Anyway, it was at that point, I think, that he decided he no longer likes Halloween.
Now this is especially difficult for me since Halloween is my favorite holiday of the year. I don’t like scary Halloween. I like cute Halloween, like Teenie Halloweenies.
I like the non-scary decorations and the candy and the costumes and the fun. I like that Halloween falls during my favorite season, Autumn. And I like that it can be family-friendly.
Since Jon had decided he wanted nothing to do with any part of Halloween, including Trick-or-Treating (a travesty, if you ask me!), I decided to give him levels of Halloween based on potential scariness. Cute, fun, little kid stuff is Level 1. Slightly spooky but not scary stuff is Level 2… You get the idea. The ultimate scariest is a Level 10. Think SCarowinds, haunted houses, creepy-ass clowns, and all that stuff. Honestly, that gets a big NOPE from me, too. I hate horror movies and being scared. I’ll stick with the cute stuff, thankyouverymuch.
Jon would continually ask me if something was Level 1 Halloween, Level 2 Halloween, etc. We decided together that Level-1 and Level-2 were safe. Our neighborhood put on a trunk-or-treat Halloween night and I was finally able to get Jon to agree to go there in costume since we knew it was for the littlest kids and would be a Level 1. It turned out to be more of a Level 2, but that was fine. Seeing how tame it was, he decided he’d go around the neighborhood as well, but stuck close to us in case something scary happened.
And that was that. I thought he’d gotten over the sudden distaste for Halloween. Boy, was I wrong.
Something happened at some point that he has now decided he hates anything and everything about Halloween. Everything is supposedly terrifying to him. In August when Carowinds started prepping their decorations for SCarowinds, he decided he did not want to go to the park again until after October. Well, the only thing after October is Winterfest so he’s pretty much done for the season.
And now he doesn’t even want to go to Target. TARGET! How can you NOT want to go to Target?? Another travesty. But he’s terrified that they’ll have decorations all over the store.
To make matters worse, he saw some of my decorations in the garage and freaked out about that, too. Seriously!!! My cute little witches hats and owls and ghosties?? They wouldn’t scare a toddler! And here he is, my almost 13 year old, losing his damn mind.
It’s unbelievably frustrating. He’s gotten himself so worked up over the whole thing that it’s making it impossible to even say the word H-A-L-L-O-W-E-E-N without him fussing and hollering.

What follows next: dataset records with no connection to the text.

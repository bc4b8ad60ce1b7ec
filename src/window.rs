//! Pixel windows and sampling windows for one tile.

use crate::geometry::BoundingBox;
use crate::levels::ResolvedLevel;
use crate::raster::PyramidLevel;

/// Half-open pixel rectangle `[x0, x1) x [y0, y1)` on a pyramid level.
///
/// Coordinates may extend past the image when the edge buffer is applied.
#[derive(Debug, Clone, Copy, PartialEq, Eq, Hash)]
pub struct PixelWindow {
    pub x0: i64,
    pub y0: i64,
    pub x1: i64,
    pub y1: i64,
}

impl PixelWindow {
    #[must_use]
    pub fn new(x0: i64, y0: i64, x1: i64, y1: i64) -> Self {
        Self { x0, y0, x1, y1 }
    }

    #[inline]
    #[must_use]
    pub fn width(&self) -> usize {
        (self.x1 - self.x0).max(0) as usize
    }

    #[inline]
    #[must_use]
    pub fn height(&self) -> usize {
        (self.y1 - self.y0).max(0) as usize
    }

    /// Grow by `buffer` pixels on every side.
    #[must_use]
    pub fn expand(&self, buffer: usize) -> Self {
        let b = buffer as i64;
        Self::new(self.x0 - b, self.y0 - b, self.x1 + b, self.y1 + b)
    }

    /// Mirror vertically within an image of `height` rows.
    #[must_use]
    pub fn mirror_rows(&self, height: usize) -> Self {
        let h = height as i64;
        Self::new(self.x0, h - self.y1, self.x1, h - self.y0)
    }

    /// Native-CRS extent of this window on a level spanning `bbox`.
    #[must_use]
    pub fn native_bounds(&self, level: &PyramidLevel, bbox: &BoundingBox, row_reversed: bool) -> BoundingBox {
        let fx0 = self.x0 as f64 / level.width as f64;
        let fx1 = self.x1 as f64 / level.width as f64;
        let fy0 = self.y0 as f64 / level.height as f64;
        let fy1 = self.y1 as f64 / level.height as f64;
        if row_reversed {
            // row 0 is the southern edge
            BoundingBox::new(
                bbox.minx + fx0 * bbox.width(),
                bbox.miny + fy0 * bbox.height(),
                bbox.minx + fx1 * bbox.width(),
                bbox.miny + fy1 * bbox.height(),
            )
        } else {
            bbox.sub_rect(fx0, fy0, fx1, fy1)
        }
    }
}

/// Fractional `[x0, y0, x1, y1]` sub-rectangle (0..1) of a decoded window.
#[derive(Debug, Clone, Copy, PartialEq)]
pub struct SamplingWindow {
    pub x0: f64,
    pub y0: f64,
    pub x1: f64,
    pub y1: f64,
}

impl SamplingWindow {
    pub const FULL: SamplingWindow = SamplingWindow { x0: 0.0, y0: 0.0, x1: 1.0, y1: 1.0 };

    #[must_use]
    pub const fn new(x0: f64, y0: f64, x1: f64, y1: f64) -> Self {
        Self { x0, y0, x1, y1 }
    }
}

impl Default for SamplingWindow {
    fn default() -> Self {
        Self::FULL
    }
}

/// Source window and sampling window for one resolved tile.
#[derive(Debug, Clone, Copy, PartialEq)]
pub struct TileWindow {
    /// Window to decode, including the edge buffer.
    pub source: PixelWindow,
    /// Window matching the parent tile, without buffer and in tiling row order.
    pub tile: PixelWindow,
    pub sampling: SamplingWindow,
    pub buffer: usize,
    /// Decoded rows must be reversed to put north first.
    pub flip_rows: bool,
}

/// Compute the pixel windows for a resolved tile.
///
/// # Arguments
/// * `level` - Pyramid level chosen by the resolver
/// * `resolved` - Parent tile and sub-quadrant from the resolver
/// * `tiles_x`, `tiles_y` - Tile counts at the parent tile's zoom
/// * `buffer` - Edge buffer in pixels
/// * `row_reversed` - Whether the raster's row 0 is its southern edge
#[must_use]
pub fn compute_window(
    level: &PyramidLevel,
    resolved: &ResolvedLevel,
    tiles_x: u64,
    tiles_y: u64,
    buffer: usize,
    row_reversed: bool,
) -> TileWindow {
    let (px, py, _) = resolved.parent;
    let (x0, x1) = split_axis(level.width, tiles_x, px);
    let (y0, y1) = split_axis(level.height, tiles_y, py);
    let tile = PixelWindow::new(x0, y0, x1, y1);

    let read = if row_reversed { tile.mirror_rows(level.height) } else { tile };

    TileWindow {
        source: read.expand(buffer),
        tile,
        sampling: resolved.sub_quadrant,
        buffer,
        flip_rows: row_reversed,
    }
}

/// Pixel range of tile `index` when `size` pixels are split into `tiles` parts.
fn split_axis(size: usize, tiles: u64, index: u64) -> (i64, i64) {
    let tiles = tiles.max(1) as f64;
    let size_f = size as f64;
    let start = (index as f64 * size_f / tiles).round() as i64;
    let end = ((index + 1) as f64 * size_f / tiles).round() as i64;
    (start, end.max(start + 1))
}

/// Reverse the row order of a row-major `width`-wide array in place.
pub fn flip_rows<T>(data: &mut [T], width: usize) {
    if width == 0 {
        return;
    }
    let height = data.len() / width;
    for row in 0..height / 2 {
        let (top, bottom) = data.split_at_mut((height - 1 - row) * width);
        top[row * width..(row + 1) * width].swap_with_slice(&mut bottom[..width]);
    }
}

This lead me to two realizations. One, he’s gonna have a bad time come October 1st when I start decorating. Two, this means he probably won’t want to go with us to my parents’ place for our annual visit. They live in the mountains and we visit Granddad’s Apples for family fun, Linda’s Plants & Shrubs for their hay maze and to get our pumpkins, and sometimes go gem mining or to the kids’ hands-on museum. It’s a tradition that I love. And that makes me sad.
I don’t know how to help him overcome this sudden and irrational fear. Has it at this point developed into a true phobia or is he just overreacting for dramatic effect? It’s hard to tell with him. But I hope we can figure it out. Because I want him to enjoy the family-friendly fun again.
After all, it is the most wonderful time of the year.